From what I’ve seen on social media, some people in Los Angeles think a hurricane is coming for them. While there will be impacts from Hilary in LA, the OC, and San Diego, the impacts will be worse inland in the deserts. Still, preparations for the summer equivalent of a big winter storm should probably be made, particularly along the immediate coast.

Forecast peak wind gusts for the California desert, Orange County, and San Diego areas will be 35 to 45 mph or a bit stronger on the coast from LA south to San Diego. (NWS San Diego)

Wind gusts won’t be incredible, but they will probably push on tropical storm intensity along the coast and in the Channel Islands. Terrain in these areas means that wind will vary. With the storm going east of the mountains, winds will basically mimic a Santa Ana wind event, at least in terms of direction. So basically, areas that see the strongest winds in Santa Ana events in LA and San Diego will probably see the strongest winds with Hilary.

Rain totals in LA and San Diego will be 1 to 3 inches, enough to certainly cause some flooding, but the most serious impacts would be very limited in these areas I think to the immediate coastline and any burn scar areas, where heavy rain could lead to debris flows or mudslides. For the vast majority of metro SoCal, this will be a curiosity and inconvenient event, not a catastrophic one.

This also includes places like Riverside and San Bernardino, metro Inland Empire cities that are generally west of the north-south mountains.

Mojave Desert, Palm Springs, Imperial Valley, Death Valley

This is the area that those of us that are meteorologists are most concerned with in terms of extreme to catastrophic flooding impacts.

Rain totals of 4 to 7 inches are likely in the desert regions of Southern California, with extremely dangerous and damaging flooding possible in places like Death Valley, Joshua Tree, and the Imperial Valley. (NWS San Diego)

This is basically San Diego County east of the mountains, Imperial County, eastern Riverside and San Bernardino Counties, and Inyo County in California. Rain totals will equal 1 to 2 years of rainfall over 1 to 2 days for some of these areas. For those of you scoffing at 5 inches of rain leading to catastrophic flooding, remember that the deserts and areas with terrain are nowhere near as equipped as many places in the East to handle this type of rain and these type of rain rates. Land composition is much different in the West than the Central and East, and that means thresholds for severe outcomes are different.

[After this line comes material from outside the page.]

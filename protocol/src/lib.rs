pub mod channel;
pub mod logging;
pub mod sync;
pub mod tariff;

Anyway, this is the region we are most concerned with. Travel between the coastal metros and places like Death Valley, Vegas, Kingman, Phoenix, and Yuma will almost certainly be disrupted for a time due to flooding and/or infrastructure damage. Damage in some parts of Joshua Tree National Park and Death Valley could be severe and extensive. As someone who has spent time in both parks, this saddens me a bit. Hopefully it’s not as bad as it could be, but these forecast totals are definitely troublesome. Please heed the warnings of your local National Weather Service offices (most likely San Diego, Phoenix, or Las Vegas) as this event unfolds.

Las Vegas and southern Nevada and Utah

Depending on exactly how the storm unfolds, impacts across Nevada may range from modest to severe. A high risk for flooding on Sunday is posted into Death Valley, but it does not include Las Vegas or southern Nevada at this time.

A moderate risk (level 3/4) of excessive rain is posted in Nevada on Sunday. (NOAA)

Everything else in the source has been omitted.